How Trail Running Can Help You

pomona trail

Trail running can benefit your road running in a lot of ways. While initially challenging (and possibly daunting) undulating terrain can help improve your leg strength and fitness. The impact forces felt on trails are often less, and the varying terrain and surfaces encountered can help reduce the risk of some overuse injuries. Trail running can help to reenergise your road running as the change in scenery can also help keep running from feeling stale and repetitive.

Stay Injury Free off road

While trail running offers a host of benefits, care should be taken with running downhill as this can contribute to a number of knee injuries including the dreaded ITB syndrome. Increasing hill running too quickly can also lead to Achilles and knee tendon injuries. Extra care is also needed as there is a greater risk of spraining your ankle due to the uneven terrain, particularly in low light conditions. Be alert and attentive to these niggles because you want to not only enjoy your summer season of running but have your body ready to go when the new running season kicks in for 2019.
An early visit to the physiotherapist that keep you on track sooner than trying to run through any niggles or injuries you may get from the trails.

Stay motivated with a plan

Some runners need events to train for to keep their motivation. Thankfully there are now a decent number of trail running events around south east Queensland. During summer the intraining Running & Triathlon Club often take to the trails for the Sunday long run. Many trails around Brisbane don’t require specialised shoes, but if you are a serious trail runner, the intraining Running Centre offers a great selection of trail running shoes and accessories to enhance your run.
If you are keen to focus your training on one of the trail running events, it’s worth seeing an intraining coach through the intraining Running Injury Clinic to develop a plan to get you race ready.

Now that the road season has finished why not hit the trails for a change of scenery.


Paul Newsham shares his storyPaul Newsham trails scaled

“During the past four years of road running I’ve endured a significant injury each year resulting in more downs than ups. Earlier this year after being sidelined for just under a year, I decided that I would give running one last shot before converting my running singlets into sleep vests.

I thought about changing my approach and decided that I would give cross country a go which I really enjoyed and have more recently progressed into trails. Trails have reminded me of all the fun I had when I used to run cross country in high school in England. Getting drenched, climbing crazy steep hills, erratically dodging rocks on steep down hills and ultimately feeling freedom and peace.

This is what has invigorated me to set bigger goals.   Since then I have been joining the intraining team at the SEQ Trail run series and have entered the Gold Coast 50.   My family and I are to run the 50km in the relay. My leg is the 30km which will be the longest run to date and I’m so excited.

Then it happened.  Two weeks ago, whilst at training, setting off on my 1km time trial I felt a little click/pop in my left calf.  No pain at all and so slight that I still completed the time trial (one second off my PB).
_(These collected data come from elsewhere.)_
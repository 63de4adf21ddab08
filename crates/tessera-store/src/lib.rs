//! # Tessera Store
//!
//! Storage abstraction for Tessera. Provides a trait-based interface for
//! record persistence with SQLite and in-memory implementations.
//!
//! ## Overview
//!
//! The store abstracts record storage behind the [`Store`] trait, allowing
//! the node to be storage-agnostic. The durable implementation is
//! [`SqliteStore`], with [`MemoryStore`] for testing.
//!
//! ## Key Types
//!
//! - [`Store`] - The async trait for all storage operations
//! - [`SqliteStore`] - SQLite-based persistent storage
//! - [`MemoryStore`] - In-memory storage for tests
//!
//! ## Usage
//!
//! ```rust,no_run
//! use tessera_store::{SqliteStore, Store};
//!
//! async fn example() {
//!     // Opened and migrated lazily on first use
//!     let store = SqliteStore::open("tessera.db");
//!     store.init().await.unwrap();
//!
//!     let keys = store.query("==").await.unwrap();
//! }
//! ```
//!
//! ## Design Notes
//!
//! - **One record per key**: `put` replaces; precedence is decided by the caller
//! - **Usable before init**: the first call of any kind opens the backend

pub mod error;
pub mod memory;
pub mod migration;
pub mod sqlite;
pub mod traits;

pub use error::{Result, StoreError};
pub use memory::MemoryStore;
pub use sqlite::SqliteStore;
pub use traits::Store;
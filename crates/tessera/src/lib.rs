//! # Tessera
//!
//! A replica of a decentralized, eventually consistent key/value store.
//!
//! ## Overview
//!
//! Peers exchange signed, optionally proof-of-work-stamped records and merge
//! them without coordination:
//!
//! - **Records**: Immutable, signed writes. A later write is a new record
//! - **Frozen keys**: `==name` belongs to its first writer, on every replica
//! - **Address-bound keys**: `:<address>.<rest>` may only be written by `<address>`
//! - **CRDTs**: Counters, lists and maps travel as change logs and merge
//!
//! ## Flow
//!
//! ```text
//! put:     build -> sign -> verify -> store -> broadcast
//! inbound: dedup -> verify -> resolve conflict -> store -> notify -> relay
//! ```
//!
//! ## Usage
//!
//! ```rust,no_run
//! use std::sync::Arc;
//! use serde_json::json;
//! use tessera::{Node, NodeConfig};
//! use tessera::identity::KeypairIdentity;
//! use tessera::net::{MemoryNetwork, PeerDescriptor, PeerId};
//! use tessera::store::MemoryStore;
//!
//! async fn example() -> tessera::Result<()> {
//!     let network = MemoryNetwork::new();
//!     let (transport, inbox) = network.create_transport(PeerDescriptor::server(PeerId::random()));
//!
//!     let node = Arc::new(Node::new(
//!         MemoryStore::new(),
//!         transport,
//!         KeypairIdentity::new(),
//!         NodeConfig::default(),
//!     ));
//!     node.spawn_inbound_loop(inbox);
//!
//!     node.sign_up("alice", "correct horse").await?;
//!     node.put("greeting", json!("hello")).await?;
//!     let record = node.get("greeting").await?;
//!     assert!(record.is_some());
//!     Ok(())
//! }
//! ```
//!
//! ## Re-exports
//!
//! - `tessera::core` - Records, codecs, proof-of-work and CRDTs
//! - `tessera::store` - Storage adapter and backends
//! - `tessera::net` - Wire messages, deduplication and network adapter
//! - `tessera::identity` - Identity adapter and account envelopes

pub mod clock;
pub mod config;
pub mod conflict;
pub mod error;
pub mod events;
pub mod node;
pub mod verify;

// Re-export component crates
pub use tessera_core as core;
pub use tessera_identity as identity;
pub use tessera_net as net;
pub use tessera_store as store;

pub use clock::{Clock, ManualClock, SystemClock};
pub use config::NodeConfig;
pub use conflict::{resolve, Resolution};
pub use error::{NodeError, Result};
pub use events::{ConflictReport, Notification, Side};
pub use node::{Node, Session, SharedCrdt};
pub use verify::{RecordPolicy, Verifier, VerifyResult};

// Re-export commonly used core types
pub use tessera_core::{
    Address, Counter, Crdt, CrdtKind, DynCrdt, Keypair, List, ListOp, Map, MapOp,
    VerificationRecord,
};
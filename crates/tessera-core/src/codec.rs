//! Canonical encoding and string codecs.
//!
//! Record digests are computed over a deterministic CBOR encoding
//! (RFC 8949 Core Deterministic Encoding):
//! - Map keys sorted by encoded byte comparison
//! - Integers use smallest valid encoding
//! - Definite lengths only
//! - Floats always use the 8-byte form
//!
//! The canonical encoding is critical: the same value must produce identical
//! bytes (and thus identical digests) on every replica, whatever order its
//! map keys arrived in.

use base64::engine::general_purpose::STANDARD;
use base64::Engine;
use ciborium::value::Value;

use crate::crypto::Address;
use crate::error::CoreError;

/// Digest-input field keys (integer keys for compact encoding).
mod keys {
    pub const VALUE: u64 = 0;
    pub const ADDRESS: u64 = 1;
    pub const TIMESTAMP: u64 = 2;
}

/// Encode an arbitrary JSON value to canonical CBOR bytes.
pub fn canonical_bytes(value: &serde_json::Value) -> Vec<u8> {
    let mut buf = Vec::new();
    encode_value_to(&mut buf, &json_to_cbor(value));
    buf
}

/// Build the proof-of-work input for a record.
///
/// Format: canonical CBOR map `{0: value, 1: address_hex, 2: timestamp}`.
/// The nonce is appended by [`crate::pow`] when hashing.
pub fn digest_input(value: &serde_json::Value, address: &Address, timestamp: i64) -> Vec<u8> {
    let entries = vec![
        (Value::Integer(keys::VALUE.into()), json_to_cbor(value)),
        (Value::Integer(keys::ADDRESS.into()), Value::Text(address.to_hex())),
        (Value::Integer(keys::TIMESTAMP.into()), Value::Integer(timestamp.into())),
    ];
    let mut buf = Vec::new();
    encode_map_canonical(&mut buf, &entries);
    buf
}

/// Convert a JSON value into a CBOR value tree.
fn json_to_cbor(value: &serde_json::Value) -> Value {
    match value {
        serde_json::Value::Null => Value::Null,
        serde_json::Value::Bool(b) => Value::Bool(*b),
        serde_json::Value::Number(n) => {
            if let Some(u) = n.as_u64() {
                Value::Integer(u.into())
            } else if let Some(i) = n.as_i64() {
                Value::Integer(i.into())
            } else {
                Value::Float(n.as_f64().unwrap_or(0.0))
            }
        }
        serde_json::Value::String(s) => Value::Text(s.clone()),
        serde_json::Value::Array(items) => Value::Array(items.iter().map(json_to_cbor).collect()),
        serde_json::Value::Object(map) => Value::Map(
            map.iter()
                .map(|(k, v)| (Value::Text(k.clone()), json_to_cbor(v)))
                .collect(),
        ),
    }
}

/// Recursively encode a CBOR value.
///
/// Only the shapes produced by [`json_to_cbor`] and [`digest_input`] reach
/// this function; anything else is encoded as null.
fn encode_value_to(buf: &mut Vec<u8>, value: &Value) {
    match value {
        Value::Integer(i) => encode_integer(buf, *i),
        Value::Bytes(b) => encode_bytes(buf, b),
        Value::Text(s) => encode_text(buf, s),
        Value::Array(arr) => encode_array(buf, arr),
        Value::Map(entries) => encode_map_canonical(buf, entries),
        Value::Bool(b) => buf.push(if *b { 0xf5 } else { 0xf4 }),
        Value::Float(f) => {
            buf.push(0xfb);
            buf.extend_from_slice(&f.to_be_bytes());
        }
        _ => buf.push(0xf6),
    }
}

/// Encode a CBOR integer (major types 0 and 1).
fn encode_integer(buf: &mut Vec<u8>, i: ciborium::value::Integer) {
    let n: i128 = i.into();

    if n >= 0 {
        encode_uint(buf, 0, n as u64);
    } else {
        // CBOR encodes -1 as 0, -2 as 1, etc.
        let abs = (-1 - n) as u64;
        encode_uint(buf, 1, abs);
    }
}

/// Encode an unsigned integer with the given major type.
fn encode_uint(buf: &mut Vec<u8>, major: u8, n: u64) {
    let mt = major << 5;
    if n < 24 {
        buf.push(mt | (n as u8));
    } else if n <= 0xff {
        buf.push(mt | 24);
        buf.push(n as u8);
    } else if n <= 0xffff {
        buf.push(mt | 25);
        buf.extend_from_slice(&(n as u16).to_be_bytes());
    } else if n <= 0xffff_ffff {
        buf.push(mt | 26);
        buf.extend_from_slice(&(n as u32).to_be_bytes());
    } else {
        buf.push(mt | 27);
        buf.extend_from_slice(&n.to_be_bytes());
    }
}

fn encode_bytes(buf: &mut Vec<u8>, bytes: &[u8]) {
    encode_uint(buf, 2, bytes.len() as u64);
    buf.extend_from_slice(bytes);
}

fn encode_text(buf: &mut Vec<u8>, s: &str) {
    encode_uint(buf, 3, s.len() as u64);
    buf.extend_from_slice(s.as_bytes());
}

fn encode_array(buf: &mut Vec<u8>, arr: &[Value]) {
    encode_uint(buf, 4, arr.len() as u64);
    for item in arr {
        encode_value_to(buf, item);
    }
}

/// Encode a map canonically (major type 5).
///
/// Keys are sorted by their encoded byte comparison.
fn encode_map_canonical(buf: &mut Vec<u8>, entries: &[(Value, Value)]) {
    let mut key_value_pairs: Vec<(Vec<u8>, &Value)> = entries
        .iter()
        .map(|(k, v)| {
            let mut key_buf = Vec::new();
            encode_value_to(&mut key_buf, k);
            (key_buf, v)
        })
        .collect();

    key_value_pairs.sort_by(|a, b| a.0.cmp(&b.0));

    encode_uint(buf, 5, key_value_pairs.len() as u64);
    for (key_bytes, value) in key_value_pairs {
        buf.extend_from_slice(&key_bytes);
        encode_value_to(buf, value);
    }
}

/// Lowercase hex encoding.
pub fn to_hex(bytes: &[u8]) -> String {
    hex::encode(bytes)
}

/// Hex decoding.
pub fn from_hex(s: &str) -> Result<Vec<u8>, CoreError> {
    Ok(hex::decode(s)?)
}

/// Decode hex into a fixed-size array.
pub fn fixed_from_hex<const N: usize>(s: &str, what: &'static str) -> Result<[u8; N], CoreError> {
    let bytes = hex::decode(s)?;
    bytes.as_slice().try_into().map_err(|_| CoreError::InvalidLength {
        what,
        expected: N,
        got: bytes.len(),
    })
}

/// Standard (padded) base64 encoding.
pub fn to_base64(bytes: &[u8]) -> String {
    STANDARD.encode(bytes)
}

/// Standard (padded) base64 decoding.
pub fn from_base64(s: &str) -> Result<Vec<u8>, CoreError> {
    Ok(STANDARD.decode(s)?)
}

#[cfg(test)]
mod tests {
    use super::*;
    use crate::crypto::Keypair;
    use serde_json::json;

    #[test]
    fn test_canonical_ignores_key_order() {
        let a: serde_json::Value = serde_json::from_str(r#"{"b":1,"a":[true,null,"x"]}"#).unwrap();
        let b: serde_json::Value = serde_json::from_str(r#"{"a":[true,null,"x"],"b":1}"#).unwrap();
        assert_eq!(canonical_bytes(&a), canonical_bytes(&b));
    }

    #[test]
    fn test_integer_encoding() {
        let mut buf = Vec::new();

        encode_uint(&mut buf, 0, 0);
        assert_eq!(buf, vec![0x00]);

        buf.clear();
        encode_uint(&mut buf, 0, 23);
        assert_eq!(buf, vec![0x17]);

        buf.clear();
        encode_uint(&mut buf, 0, 24);
        assert_eq!(buf, vec![0x18, 24]);

        buf.clear();
        encode_uint(&mut buf, 0, 256);
        assert_eq!(buf, vec![0x19, 0x01, 0x00]);

        buf.clear();
        encode_integer(&mut buf, (-1i64).into());
        assert_eq!(buf, vec![0x20]);
    }

    #[test]
    fn test_float_uses_eight_bytes() {
        let bytes = canonical_bytes(&json!(1.5));
        assert_eq!(bytes[0], 0xfb);
        assert_eq!(&bytes[1..], &1.5f64.to_be_bytes());
    }

    #[test]
    fn test_digest_input_binds_every_field() {
        let address = Keypair::from_seed(&[1; 32]).address();
        let other = Keypair::from_seed(&[2; 32]).address();
        let base = digest_input(&json!("v"), &address, 10);

        assert_eq!(base, digest_input(&json!("v"), &address, 10));
        assert_ne!(base, digest_input(&json!("w"), &address, 10));
        assert_ne!(base, digest_input(&json!("v"), &other, 10));
        assert_ne!(base, digest_input(&json!("v"), &address, 11));
    }

    #[test]
    fn test_map_key_ordering() {
        let mut buf = Vec::new();
        let entries = vec![
            (Value::Integer(2.into()), Value::Integer(80.into())),
            (Value::Integer(0.into()), Value::Integer(0.into())),
        ];
        encode_map_canonical(&mut buf, &entries);

        assert_eq!(buf[0], 0xa2);
        assert_eq!(buf[1], 0x00); // key 0
        assert_eq!(buf[2], 0x00);
        assert_eq!(buf[3], 0x02); // key 2
        assert_eq!(buf[4], 0x18);
        assert_eq!(buf[5], 80);
    }

    #[test]
    fn test_base64_and_hex() {
        assert_eq!(to_base64(b"tessera"), "dGVzc2VyYQ==");
        assert_eq!(from_base64("dGVzc2VyYQ==").unwrap(), b"tessera");
        assert_eq!(to_hex(&[0xab, 0x01]), "ab01");
        assert!(fixed_from_hex::<4>("ab01", "test").is_err());
    }
}
//! Test fixtures and helpers.
//!
//! Common setup code for integration tests: signed records from a fixed
//! keypair, and [`TestMesh`], a cluster of nodes on one in-memory network
//! sharing a [`ManualClock`].

use std::sync::Arc;

use serde_json::Value;
use tessera::identity::{Argon2Params, KeypairIdentity};
use tessera::net::{DedupConfig, Inbound, MemoryNetwork, MemoryTransport, PeerDescriptor, PeerId};
use tessera::store::MemoryStore;
use tessera::{ManualClock, Node, NodeConfig};
use tessera_core::{frozen_key, Keypair, RecordBuilder, VerificationRecord};
use tokio::sync::mpsc::UnboundedReceiver;
use tokio::task::JoinHandle;
use tracing::warn;

/// Fixed start time for mesh clocks (2025-01-14T16:00:00Z).
pub const EPOCH: i64 = 1_736_870_400_000;

/// The node type every mesh is built from.
pub type TestNode = Node<MemoryStore, MemoryTransport, KeypairIdentity>;

/// Install a test-writer subscriber once per process.
pub fn init_tracing() {
    let _ = tracing_subscriber::fmt().with_test_writer().try_init();
}

/// A test fixture with a keypair and memory store.
pub struct TestFixture {
    pub keypair: Keypair,
    pub store: MemoryStore,
}

impl TestFixture {
    /// Create a new test fixture with a random keypair.
    pub fn new() -> Self {
        Self {
            keypair: Keypair::generate(),
            store: MemoryStore::new(),
        }
    }

    /// Create with a deterministic keypair from seed.
    pub fn with_seed(seed: [u8; 32]) -> Self {
        Self {
            keypair: Keypair::from_seed(&seed),
            store: MemoryStore::new(),
        }
    }

    pub fn address(&self) -> tessera_core::Address {
        self.keypair.address()
    }

    /// A signed record under `key`.
    pub fn make_record(&self, key: &str, value: Value, timestamp: i64) -> VerificationRecord {
        RecordBuilder::new(key, value, self.keypair.address())
            .timestamp(timestamp)
            .sign(&self.keypair)
    }

    /// A signed claim on `==name`.
    pub fn make_claim(&self, name: &str, timestamp: i64) -> VerificationRecord {
        self.make_record(
            &frozen_key(name),
            serde_json::json!({ "owner": self.keypair.address().to_hex() }),
            timestamp,
        )
    }
}

impl Default for TestFixture {
    fn default() -> Self {
        Self::new()
    }
}

/// Create multiple test fixtures for multi-party tests.
pub fn multi_party_fixtures(count: usize) -> Vec<TestFixture> {
    (0..count)
        .map(|i| {
            let mut seed = [0u8; 32];
            seed[0] = i as u8;
            TestFixture::with_seed(seed)
        })
        .collect()
}

/// Node configuration suited to tests: short timeouts, small caches.
pub fn test_config() -> NodeConfig {
    NodeConfig::default()
        .with_get_timeout(std::time::Duration::from_millis(200))
        .with_dedup(DedupConfig {
            max_age: std::time::Duration::from_secs(60),
            max_entries: 1_000,
        })
}

/// Several nodes on one in-memory network.
///
/// Inbound traffic is not processed until [`TestMesh::pump`] runs (or the
/// loops are handed to the runtime with [`TestMesh::spawn_inbound_loops`]),
/// so tests decide exactly when messages are delivered.
pub struct TestMesh {
    pub network: Arc<MemoryNetwork>,
    pub clock: ManualClock,
    nodes: Vec<Arc<TestNode>>,
    inboxes: Vec<UnboundedReceiver<Inbound>>,
}

impl TestMesh {
    /// `count` server nodes with deterministic keys and no links.
    pub fn new(count: usize) -> Self {
        Self::with_config(count, test_config())
    }

    pub fn with_config(count: usize, config: NodeConfig) -> Self {
        let network = MemoryNetwork::new();
        let clock = ManualClock::new(EPOCH);
        let mut nodes = Vec::with_capacity(count);
        let mut inboxes = Vec::with_capacity(count);

        for i in 0..count {
            let descriptor = PeerDescriptor::server(Self::peer_id(i));
            let (transport, inbox) = network.create_transport(descriptor);

            let mut seed = [0u8; 32];
            seed[0] = i as u8 + 1;
            let identity = KeypairIdentity::with_keypair(Keypair::from_seed(&seed))
                .with_kdf(Argon2Params::light());

            let node = Node::new(MemoryStore::new(), transport, identity, config.clone())
                .with_clock(Arc::new(clock.clone()));
            nodes.push(Arc::new(node));
            inboxes.push(inbox);
        }

        Self {
            network,
            clock,
            nodes,
            inboxes,
        }
    }

    /// The peer id of node `i`.
    pub fn peer_id(i: usize) -> PeerId {
        PeerId::new(format!("node-{i}"))
    }

    pub fn node(&self, i: usize) -> &Arc<TestNode> {
        &self.nodes[i]
    }

    pub fn nodes(&self) -> &[Arc<TestNode>] {
        &self.nodes
    }

    /// Link nodes `a` and `b`.
    pub fn connect(&self, a: usize, b: usize) {
        if let Err(e) = self.network.connect(&Self::peer_id(a), &Self::peer_id(b)) {
            panic!("connect node-{a} and node-{b}: {e}");
        }
    }

    /// Link every pair of nodes.
    pub fn connect_all(&self) {
        for a in 0..self.nodes.len() {
            for b in a + 1..self.nodes.len() {
                self.connect(a, b);
            }
        }
    }

    /// Cut the link between `a` and `b`.
    pub fn disconnect(&self, a: usize, b: usize) {
        self.network.disconnect(&Self::peer_id(a), &Self::peer_id(b));
    }

    /// Deliver queued traffic until no node has anything left to process.
    /// Returns how many inbound items were handled.
    pub async fn pump(&mut self) -> usize {
        let mut handled = 0;
        let mut idle_rounds = 0;
        while idle_rounds < 3 {
            let mut progressed = false;
            for (node, inbox) in self.nodes.iter().zip(self.inboxes.iter_mut()) {
                while let Ok(inbound) = inbox.try_recv() {
                    progressed = true;
                    handled += 1;
                    let outcome = match inbound {
                        Inbound::Message { connection, frame } => {
                            node.on_client_message(&frame, connection).await
                        }
                        Inbound::Peer(event) => node.on_peer_event(event).await,
                    };
                    if let Err(e) = outcome {
                        warn!(error = %e, "inbound handling failed");
                    }
                }
            }
            if progressed {
                idle_rounds = 0;
            } else {
                idle_rounds += 1;
                tokio::task::yield_now().await;
            }
        }
        handled
    }

    /// Hand every inbox to a background task. Later calls to
    /// [`TestMesh::pump`] find nothing to do.
    pub fn spawn_inbound_loops(&mut self) -> Vec<JoinHandle<()>> {
        let inboxes: Vec<_> = self.inboxes.drain(..).collect();
        self.nodes
            .iter()
            .zip(inboxes)
            .map(|(node, inbox)| node.spawn_inbound_loop(inbox))
            .collect()
    }
}

#[cfg(test)]
mod tests {
    use super::*;
    use tessera::identity::Identity;

    #[test]
    fn test_fixture_records_verify() {
        let fixture = TestFixture::new();
        let record = fixture.make_record("k", serde_json::json!(1), EPOCH);
        assert!(record.verify_signature().is_ok());

        let claim = fixture.make_claim("alice", EPOCH);
        assert!(claim.is_frozen());
    }

    #[test]
    fn test_multi_party() {
        let parties = multi_party_fixtures(3);
        let addresses: Vec<_> = parties.iter().map(|p| p.address()).collect();
        assert_ne!(addresses[0], addresses[1]);
        assert_ne!(addresses[1], addresses[2]);
        assert_ne!(addresses[0], addresses[2]);
    }

    #[tokio::test]
    async fn test_mesh_handshake() {
        let mut mesh = TestMesh::new(2);
        mesh.connect(0, 1);
        // connected x2, ping x2, pong x2
        assert_eq!(mesh.pump().await, 6);
        assert_eq!(mesh.pump().await, 0);

        let a = mesh.node(0).identity().address().unwrap();
        let b = mesh.node(1).identity().address().unwrap();
        assert_ne!(a, b);
    }
}
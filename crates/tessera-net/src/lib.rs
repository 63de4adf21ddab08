//! # Tessera Net
//!
//! Wire messages, gossip deduplication and the network adapter for Tessera.
//!
//! ## Overview
//!
//! Nodes gossip signed records over an untrusted mesh. Every message carries
//! a random id (the deduplication key) and a `to` list of peers that have
//! already seen it, so a flood reaches each peer a bounded number of times.
//!
//! ## Key Properties
//!
//! - **Idempotent**: Receiving a message twice has no further effect
//! - **Order-independent**: Convergence never depends on delivery order
//! - **Bounded memory**: The deduplicator caps and ages out what it remembers
//!
//! ## Message Flow
//!
//! ```text
//! Node A                              Node B
//!   |-------- ping ------------------->|
//!   |<------- pong --------------------|
//!   |-------- subscribe(k) ----------->|
//!   |<------- put(k) ------------------|
//!   |-------- get(j) ----------------->|
//!   |<------- put(j) ------------------|
//! ```

pub mod convergence;
pub mod dedup;
pub mod error;
pub mod messages;
pub mod transport;

pub use convergence::{compare_stores, state_digest, verify_convergence, ConvergenceResult};
pub use dedup::{DedupConfig, Deduplicator};
pub use error::{NetError, Result};
pub use messages::{
    limits, MessageBody, MessageId, PeerDescriptor, PeerId, PeerKind, WireMessage,
};
pub use transport::{
    memory::MemoryNetwork, memory::MemoryTransport, ConnectionId, Inbound, Network, PeerEvent,
};
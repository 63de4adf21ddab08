//! Time source for record timestamps and clock-skew checks.

use std::sync::atomic::{AtomicI64, Ordering};
use std::sync::Arc;

use tessera_core::now_millis;

/// A source of Unix-millisecond timestamps.
pub trait Clock: Send + Sync {
    fn now(&self) -> i64;
}

/// Wall-clock time.
#[derive(Debug, Clone, Copy, Default)]
pub struct SystemClock;

impl Clock for SystemClock {
    fn now(&self) -> i64 {
        now_millis()
    }
}

/// A settable clock. Clones share the same time, so one handle can drive
/// every node in a test.
#[derive(Debug, Clone, Default)]
pub struct ManualClock(Arc<AtomicI64>);

impl ManualClock {
    pub fn new(now: i64) -> Self {
        Self(Arc::new(AtomicI64::new(now)))
    }

    pub fn set(&self, now: i64) {
        self.0.store(now, Ordering::SeqCst);
    }

    pub fn advance(&self, millis: i64) -> i64 {
        self.0.fetch_add(millis, Ordering::SeqCst) + millis
    }
}

impl Clock for ManualClock {
    fn now(&self) -> i64 {
        self.0.load(Ordering::SeqCst)
    }
}

#[cfg(test)]
mod tests {
    use super::*;

    #[test]
    fn test_manual_clock_shared() {
        let clock = ManualClock::new(1_000);
        let other = clock.clone();
        assert_eq!(clock.advance(500), 1_500);
        assert_eq!(other.now(), 1_500);
        other.set(42);
        assert_eq!(clock.now(), 42);
    }

    #[test]
    fn test_system_clock_moves() {
        assert!(SystemClock.now() > 1_600_000_000_000);
    }
}
//! Record validation: the pure gates of the verification pipeline.
//!
//! Each gate returns `Err(VerifyResult)` naming the first failure. The
//! stateful pipeline (store lookups, identity adapter, custom policy) lives
//! in the orchestrator and composes these in order.

use serde::{Deserialize, Serialize};
use std::fmt;

use crate::keyspace::{KeySpace, MAX_KEY_LEN};
use crate::pow::{self, ProofCheck};
use crate::record::VerificationRecord;

/// Outcome of verifying a record. Every variant except `Verified` is terminal.
#[derive(Debug, Clone, Copy, PartialEq, Eq, Hash, Serialize, Deserialize)]
pub enum VerifyResult {
    Verified,
    InvalidData,
    InvalidTimestamp,
    AddressMismatch,
    CantOverwrite,
    NoProofOfWork,
    InvalidHashNonce,
    InvalidSignature,
    CustomVerificationFailed,
}

impl VerifyResult {
    pub fn is_verified(self) -> bool {
        self == VerifyResult::Verified
    }
}

impl fmt::Display for VerifyResult {
    fn fmt(&self, f: &mut fmt::Formatter<'_>) -> fmt::Result {
        fmt::Debug::fmt(self, f)
    }
}

/// Inputs the pure gates need besides the record itself.
#[derive(Debug, Clone, Copy)]
pub struct ValidationContext<'a> {
    /// Current time (Unix milliseconds).
    pub now: i64,
    /// Tolerated writer clock skew into the future (milliseconds).
    pub max_clock_skew: i64,
    /// Required leading zero hex digits.
    pub difficulty: u32,
    /// The record currently stored under the same key.
    pub existing: Option<&'a VerificationRecord>,
}

/// Gate 1: key and payload shape.
pub fn check_structure(record: &VerificationRecord) -> Result<(), VerifyResult> {
    if record.key.is_empty() || record.key.len() > MAX_KEY_LEN {
        return Err(VerifyResult::InvalidData);
    }
    if record.value.is_null() {
        return Err(VerifyResult::InvalidData);
    }
    if record.crdt.is_some() && !record.value.is_array() {
        return Err(VerifyResult::InvalidData);
    }
    Ok(())
}

/// Gate 2: reject records claiming to come from the future.
pub fn check_timestamp(
    record: &VerificationRecord,
    now: i64,
    max_clock_skew: i64,
) -> Result<(), VerifyResult> {
    if record.timestamp > now.saturating_add(max_clock_skew) {
        return Err(VerifyResult::InvalidTimestamp);
    }
    Ok(())
}

/// Gate 3: a frozen key already owned by another address only admits a
/// writer that comes earlier in first-writer order.
pub fn check_frozen(
    record: &VerificationRecord,
    existing: Option<&VerificationRecord>,
) -> Result<(), VerifyResult> {
    if !record.is_frozen() {
        return Ok(());
    }
    match existing {
        Some(stored) if stored.address != record.address && stored.precedes(record) => {
            Err(VerifyResult::CantOverwrite)
        }
        _ => Ok(()),
    }
}

/// Gate 4: an address-bound key may only be written by its address.
pub fn check_address_binding(record: &VerificationRecord) -> Result<(), VerifyResult> {
    if let KeySpace::AddressBound { address, .. } = record.keyspace() {
        if address != record.address.to_hex() {
            return Err(VerifyResult::AddressMismatch);
        }
    }
    Ok(())
}

/// Gate 5: proof-of-work. The hash must always match its inputs; the
/// leading-zero requirement applies only when `difficulty > 0`.
pub fn check_proof_of_work(record: &VerificationRecord, difficulty: u32) -> Result<(), VerifyResult> {
    match pow::check_proof(&record.digest_input(), record.nonce, &record.hash, difficulty) {
        ProofCheck::Valid => Ok(()),
        ProofCheck::InsufficientWork => Err(VerifyResult::NoProofOfWork),
        ProofCheck::HashMismatch => Err(VerifyResult::InvalidHashNonce),
    }
}

/// Gate 6: signature over `hash` against `address`.
pub fn check_signature(record: &VerificationRecord) -> Result<(), VerifyResult> {
    record
        .verify_signature()
        .map_err(|_| VerifyResult::InvalidSignature)
}

/// Run gates 1 through 6 in order, short-circuiting on the first failure.
pub fn validate_record(record: &VerificationRecord, ctx: &ValidationContext<'_>) -> VerifyResult {
    let result = check_structure(record)
        .and_then(|_| check_timestamp(record, ctx.now, ctx.max_clock_skew))
        .and_then(|_| check_frozen(record, ctx.existing))
        .and_then(|_| check_address_binding(record))
        .and_then(|_| check_proof_of_work(record, ctx.difficulty))
        .and_then(|_| check_signature(record));
    match result {
        Ok(()) => VerifyResult::Verified,
        Err(failure) => failure,
    }
}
A brief conversation with coach Margot suggested that I should not hesitate to check in with intraining’s physiotherapist, Doug James. Normally I would have soldiered on and ignored the discomfort, but this time I was determined to act quickly, to avoid long periods of time out of training and racing and try to sort this out immediately.  Doug highlighted a low-grade calf tear, but as a result of early intervention and following his advice of one week’s rest, and moderated return to running,  I am now confident the GC 50 will still be achievable.